Assignment:
Keep every line in which "quantity" occurs and drop the rest of the data.

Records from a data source
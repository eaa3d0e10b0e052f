//! Handlers for the `/battle` resource (orb-matching mini-game).

use axum::extract::{Path, State};
use axum::http::StatusCode;
use axum::Json;
use fitquest_core::error::CoreError;
use fitquest_core::types::DbId;
use fitquest_db::models::battle::{Battle, CreateBattle, UpdateBattle};
use fitquest_db::repositories::BattleRepo;

use crate::error::{AppError, AppResult};
use crate::state::AppState;

/// POST /api/battle
pub async fn create(
    State(state): State<AppState>,
    Json(input): Json<CreateBattle>,
) -> AppResult<(StatusCode, Json<Battle>)> {
    let battle = BattleRepo::create(&state.pool, &input).await?;
    Ok((StatusCode::CREATED, Json(battle)))
}

/// GET /api/battle/{user_id}
///
/// Returns the user's most recent active battle.
pub async fn get_active_for_user(
    State(state): State<AppState>,
    Path(user_id): Path<DbId>,
) -> AppResult<Json<Battle>> {
    let battle = BattleRepo::find_active_by_user(&state.pool, user_id)
        .await?
        .ok_or(AppError::NotFound("No active battle found".to_string()))?;
    Ok(Json(battle))
}

/// PATCH /api/battle/{id}
pub async fn update(
    State(state): State<AppState>,
    Path(id): Path<DbId>,
    Json(input): Json<UpdateBattle>,
) -> AppResult<Json<Battle>> {
    let battle = BattleRepo::update(&state.pool, id, &input)
        .await?
        .ok_or(AppError::Core(CoreError::NotFound {
            entity: "Battle",
            id,
        }))?;
    Ok(Json(battle))
}
//! Character stat kinds and boost arithmetic.

use crate::error::CoreError;

/// Hard cap on every character stat.
pub const STAT_MAX: i32 = 100;

/// The four boostable character stats. String codes match the
/// `store_items.stat_type` column.
#[derive(Debug, Clone, Copy, PartialEq, Eq)]
pub enum StatKind {
    Strength,
    Stamina,
    Agility,
    Health,
}

impl StatKind {
    pub fn as_str(self) -> &'static str {
        match self {
            StatKind::Strength => "strength",
            StatKind::Stamina => "stamina",
            StatKind::Agility => "agility",
            StatKind::Health => "health",
        }
    }

    pub fn parse(code: &str) -> Result<Self, CoreError> {
        match code {
            "strength" => Ok(StatKind::Strength),
            "stamina" => Ok(StatKind::Stamina),
            "agility" => Ok(StatKind::Agility),
            "health" => Ok(StatKind::Health),
            other => Err(CoreError::Validation(format!(
                "Invalid stat type '{other}'. Must be one of: strength, stamina, agility, health"
            ))),
        }
    }
}

/// Apply a purchased boost to a stat, clamping at [`STAT_MAX`] regardless
/// of quantity.
pub fn apply_boost(current: i32, increase: i32, quantity: i32) -> i32 {
    (current + increase * quantity).min(STAT_MAX)
}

Completed exercise:
/// of quantity.
pub fn apply_boost(current: i32, increase: i32, quantity: i32) -> i32 {
    (current + increase * quantity).min(STAT_MAX)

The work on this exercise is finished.